The council is relying on Dunn to come up with sensible answers to the challenges facing the city, Musser said, indicating that the council evaluates the options he provides before ultimately voting to authorize the action.  Musser said he could not speak for the rest of the council and that as council members, “We dare not talk to more than one person about this except during meetings,” in reference to the Ralph M. Brown Act, California’s open public meeting law which prohibits a quorum of a governing body from discussing official action. Yet he said his sense of it was that the rest of the council was satisfied with Dunn’s performance.
“He hasn’t been perfect and I feel we will give him feedback on where he needs to improve,” Musser said. “We’re a little bit late on doing this evaluation. His one year contract was up on June 4. I think after we get to his job review on the 25th, he’ll still be our city manager.”
Across the political spectrum on the city council, it does not seem that Dunn has too much to worry about in terms of job security.

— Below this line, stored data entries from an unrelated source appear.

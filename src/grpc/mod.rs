//! gRPC services.
//!
//! | Service                     | Served in          |
//! |-----------------------------|--------------------|
//! | `ContentAddressableStorage` | every mode         |
//! | `ActionCache`               | every mode         |
//! | `ByteStream`                | every mode         |
//! | `Execution`                 | execution mode     |
//! | `Watcher`                   | execution mode     |

pub mod bytestream_service;
pub mod cas_service;
pub mod convert;
pub mod execution_service;
pub mod server;

pub use server::GrpcServer;
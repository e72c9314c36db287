use std::collections::HashMap;
use std::sync::Arc;

use dashmap::mapref::entry::Entry;
use dashmap::DashMap;
use thiserror::Error;
use tokio::sync::watch;
use uuid::Uuid;

use crate::cache::Digest;
use crate::operations::operation::{ExecutionStage, Operation, OperationId, Transition};
use crate::operations::watch::OperationWatch;

#[derive(Error, Debug, Clone, PartialEq, Eq)]
pub enum RegistryError {
    #[error("Operation not found: {0}")]
    NotFound(OperationId),

    #[error("Invalid transition for operation {id}: {from} -> {to}")]
    InvalidTransition {
        id: OperationId,
        from: ExecutionStage,
        to: ExecutionStage,
    },
}

/// Append-only transition history of one operation. The last element is the
/// current state.
type History = Vec<Operation>;

/// Concurrency-safe map from operation id to operation state.
///
/// Each id owns a `watch` channel carrying its transition history. Updates
/// are checked and appended inside the channel's lock, so transitions on one
/// id are atomic and totally ordered while distinct ids only share a map
/// shard for the duration of a lookup.
///
/// Entries live for the lifetime of the process.
#[derive(Debug, Default)]
pub struct OperationRegistry {
    operations: DashMap<OperationId, Arc<watch::Sender<History>>>,
}

impl OperationRegistry {
    pub fn new() -> Self {
        Self::default()
    }

    /// Register a new QUEUED operation and return its id. The id can be
    /// watched immediately.
    pub fn create(&self, action_digest: Digest) -> OperationId {
        loop {
            let id = Uuid::new_v4();
            if let Entry::Vacant(slot) = self.operations.entry(id) {
                let (tx, _rx) = watch::channel(vec![Operation::new(id, action_digest)]);
                slot.insert(Arc::new(tx));
                tracing::debug!(operation_id = %id, "Operation registered");
                return id;
            }
        }
    }

    fn sender(&self, id: &OperationId) -> Result<Arc<watch::Sender<History>>, RegistryError> {
        self.operations
            .get(id)
            .map(|entry| entry.value().clone())
            .ok_or(RegistryError::NotFound(*id))
    }

    /// Current snapshot of an operation.
    pub fn get(&self, id: &OperationId) -> Result<Operation, RegistryError> {
        let sender = self.sender(id)?;
        let current = sender.borrow().last().cloned();
        current.ok_or(RegistryError::NotFound(*id))
    }

    /// Atomically apply `transition` and publish the new snapshot to watchers.
    ///
    /// Fails with `InvalidTransition` when the state machine doesn't allow it
    /// from the current state, which includes every update after a terminal
    /// state.
    pub fn update(
        &self,
        id: &OperationId,
        transition: Transition,
    ) -> Result<Operation, RegistryError> {
        let sender = self.sender(id)?;
        let mut outcome = Err(RegistryError::NotFound(*id));

        sender.send_if_modified(|history| {
            let Some(current) = history.last() else {
                return false;
            };
            match current.apply(&transition) {
                Some(next) => {
                    history.push(next.clone());
                    outcome = Ok(next);
                    true
                }
                None => {
                    outcome = Err(RegistryError::InvalidTransition {
                        id: *id,
                        from: current.stage(),
                        to: transition.target(),
                    });
                    false
                }
            }
        });

        match &outcome {
            Ok(op) => tracing::debug!(operation_id = %id, stage = %op.stage(), "Operation transitioned"),
            Err(e) => tracing::warn!(operation_id = %id, error = %e, "Rejected operation transition"),
        }
        outcome
    }

    /// Attach a watcher to an existing operation.
    pub fn subscribe(&self, id: &OperationId) -> Result<OperationWatch, RegistryError> {
        let sender = self.sender(id)?;
        Ok(OperationWatch::new(*id, sender.subscribe()))
    }

    /// Every registered id. Diagnostic only.
    pub fn list(&self) -> Vec<OperationId> {
        self.operations.iter().map(|entry| *entry.key()).collect()
    }

    /// Current snapshots of all operations, oldest first.
    pub fn snapshots(&self) -> Vec<Operation> {
        let mut ops: Vec<Operation> = self
            .operations
            .iter()
            .filter_map(|entry| entry.value().borrow().last().cloned())
            .collect();
        ops.sort_by_key(|op| op.metadata.queued_at);
        ops
    }

    /// Number of operations currently in each stage.
    pub fn stage_counts(&self) -> HashMap<ExecutionStage, usize> {
        let mut counts = HashMap::new();
        for entry in self.operations.iter() {
            if let Some(op) = entry.value().borrow().last() {
                *counts.entry(op.stage()).or_insert(0) += 1;
            }
        }
        counts
    }

    pub fn len(&self) -> usize {
        self.operations.len()
    }

    pub fn is_empty(&self) -> bool {
        self.operations.is_empty()
    }
}
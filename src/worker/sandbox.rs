//! Isolation wrapper discovery and validation.
//!
//! Sandboxed execution needs a working `linux-sandbox` style binary before
//! the worker accepts any execution traffic. [`prepare`] checks everything up
//! front so that a broken wrapper is a startup condition, never a per-action
//! failure.

use std::collections::BTreeMap;
use std::os::unix::fs::PermissionsExt;
use std::path::{Path, PathBuf};
use std::time::Duration;

use thiserror::Error;

use crate::config::SandboxConfig;
use crate::worker::runner::{CommandRunner, ProcessRunner, RunSpec};

/// File name of the wrapper inside the work directory when no explicit path
/// is configured.
pub const DEFAULT_SANDBOX_BINARY: &str = "linux-sandbox";

const SELF_CHECK_TIMEOUT: Duration = Duration::from_secs(10);

#[derive(Error, Debug)]
pub enum SandboxError {
    #[error("Sandboxing requested, but it is currently only available on Linux")]
    UnsupportedPlatform,

    #[error("Sandboxing requested, but no work path was specified")]
    MissingWorkPath,

    #[error("Sandbox binary not found: {0}")]
    NotFound(PathBuf),

    #[error("Sandbox binary is not an executable file: {0}")]
    NotExecutable(PathBuf),

    #[error("Sandbox self-check failed: {0}")]
    SelfCheckFailed(String),

    #[error("I/O error while inspecting sandbox binary: {0}")]
    Io(#[from] std::io::Error),
}

/// A wrapper binary that passed validation.
#[derive(Debug, Clone, PartialEq, Eq)]
pub struct SandboxBinary {
    path: PathBuf,
}

impl SandboxBinary {
    /// Wrap a path without validating it. Only for callers that have already
    /// validated the binary, and for tests.
    pub fn new_unchecked(path: impl Into<PathBuf>) -> Self {
        Self { path: path.into() }
    }

    pub fn path(&self) -> &Path {
        &self.path
    }
}

/// Locate and validate the isolation wrapper.
///
/// Fails if the platform isn't Linux, if there is no work path, if the binary
/// is missing or not executable, or if `<wrapper> -- true` doesn't succeed.
pub async fn prepare(
    config: &SandboxConfig,
    work_path: Option<&Path>,
) -> Result<SandboxBinary, SandboxError> {
    if !cfg!(target_os = "linux") {
        return Err(SandboxError::UnsupportedPlatform);
    }
    let work_path = work_path.ok_or(SandboxError::MissingWorkPath)?;

    let path = config
        .binary_path
        .clone()
        .unwrap_or_else(|| work_path.join(DEFAULT_SANDBOX_BINARY));

    let metadata = match tokio::fs::metadata(&path).await {
        Ok(m) => m,
        Err(e) if e.kind() == std::io::ErrorKind::NotFound => {
            return Err(SandboxError::NotFound(path))
        }
        Err(e) => return Err(e.into()),
    };
    if !metadata.is_file() || metadata.permissions().mode() & 0o111 == 0 {
        return Err(SandboxError::NotExecutable(path));
    }

    let binary = SandboxBinary::new_unchecked(path);
    self_check(&binary, work_path).await?;

    tracing::info!(path = %binary.path().display(), "Sandbox binary validated");
    Ok(binary)
}

/// Run `true` through the wrapper.
async fn self_check(binary: &SandboxBinary, work_path: &Path) -> Result<(), SandboxError> {
    let runner = ProcessRunner::sandboxed(binary.clone());
    let spec = RunSpec {
        arguments: vec!["true".to_string()],
        environment: BTreeMap::new(),
        working_directory: work_path.to_path_buf(),
        timeout: SELF_CHECK_TIMEOUT,
    };

    match runner.run(spec).await {
        Ok(output) if output.success() => Ok(()),
        Ok(output) => Err(SandboxError::SelfCheckFailed(format!(
            "exit code {:?}: {}",
            output.exit_code,
            String::from_utf8_lossy(&output.stderr).trim()
        ))),
        Err(e) => Err(SandboxError::SelfCheckFailed(e.to_string())),
    }
}

#[cfg(test)]
mod tests {
    use super::*;

    fn config(binary_path: Option<PathBuf>) -> SandboxConfig {
        SandboxConfig {
            enabled: true,
            binary_path,
        }
    }

    async fn write_script(dir: &Path, name: &str, body: &str, mode: u32) -> PathBuf {
        let path = dir.join(name);
        tokio::fs::write(&path, body).await.unwrap();
        tokio::fs::set_permissions(&path, std::fs::Permissions::from_mode(mode))
            .await
            .unwrap();
        path
    }

    #[tokio::test]
    async fn missing_work_path() {
        let err = prepare(&config(None), None).await.unwrap_err();
        assert!(matches!(err, SandboxError::MissingWorkPath));
    }

    #[tokio::test]
    async fn missing_binary() {
        let dir = tempfile::tempdir().unwrap();
        let err = prepare(&config(None), Some(dir.path())).await.unwrap_err();
        match err {
            SandboxError::NotFound(path) => {
                assert_eq!(path, dir.path().join(DEFAULT_SANDBOX_BINARY))
            }
            other => panic!("unexpected error: {other}"),
        }
    }

    #[tokio::test]
    async fn non_executable_binary() {
        let dir = tempfile::tempdir().unwrap();
        let path = write_script(dir.path(), "sandbox", "#!/bin/sh\nexit 0\n", 0o644).await;
        let err = prepare(&config(Some(path)), Some(dir.path()))
            .await
            .unwrap_err();
        assert!(matches!(err, SandboxError::NotExecutable(_)));
    }

    #[tokio::test]
    async fn failing_self_check() {
        let dir = tempfile::tempdir().unwrap();
        let path = write_script(
            dir.path(),
            "sandbox",
            "#!/bin/sh\necho broken >&2\nexit 3\n",
            0o755,
        )
        .await;
        let err = prepare(&config(Some(path)), Some(dir.path()))
            .await
            .unwrap_err();
        match err {
            SandboxError::SelfCheckFailed(msg) => assert!(msg.contains("broken")),
            other => panic!("unexpected error: {other}"),
        }
    }

    #[tokio::test]
    async fn passing_self_check() {
        let dir = tempfile::tempdir().unwrap();
        // Stand-in wrapper: drop "-W <dir> --" and exec the rest.
        let path = write_script(
            dir.path(),
            "sandbox",
            "#!/bin/sh\nshift 3\nexec \"$@\"\n",
            0o755,
        )
        .await;
        let binary = prepare(&config(Some(path.clone())), Some(dir.path()))
            .await
            .unwrap();
        assert_eq!(binary.path(), path.as_path());
    }
}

Councilman Gino Filippi, who first came into office in 2010, is the sole declared candidate against Musser in the upcoming November mayoral election. There does not appear to be any significant difference between Musser and Filippi with regard to Dunn, however.
“From my perspective, the city manager continues to do what has been asked, which is to stop the bleeding, reduce expenses and identify methods to balance the city’s budget in order to avoid municipal bankruptcy,” Filippi said. “He has engineered Upland’s fiscal recovery plan and as painful as it may be, it had to be done.  He has met the challenge, keeping in focus that Upland residents and businesses are the priority.  There is much work to be done and he has my full support.  Of course, I believe his contract should be renewed.  He is a silver lining to say the least and I look forward to working with him for at least a couple more years at the minimum.”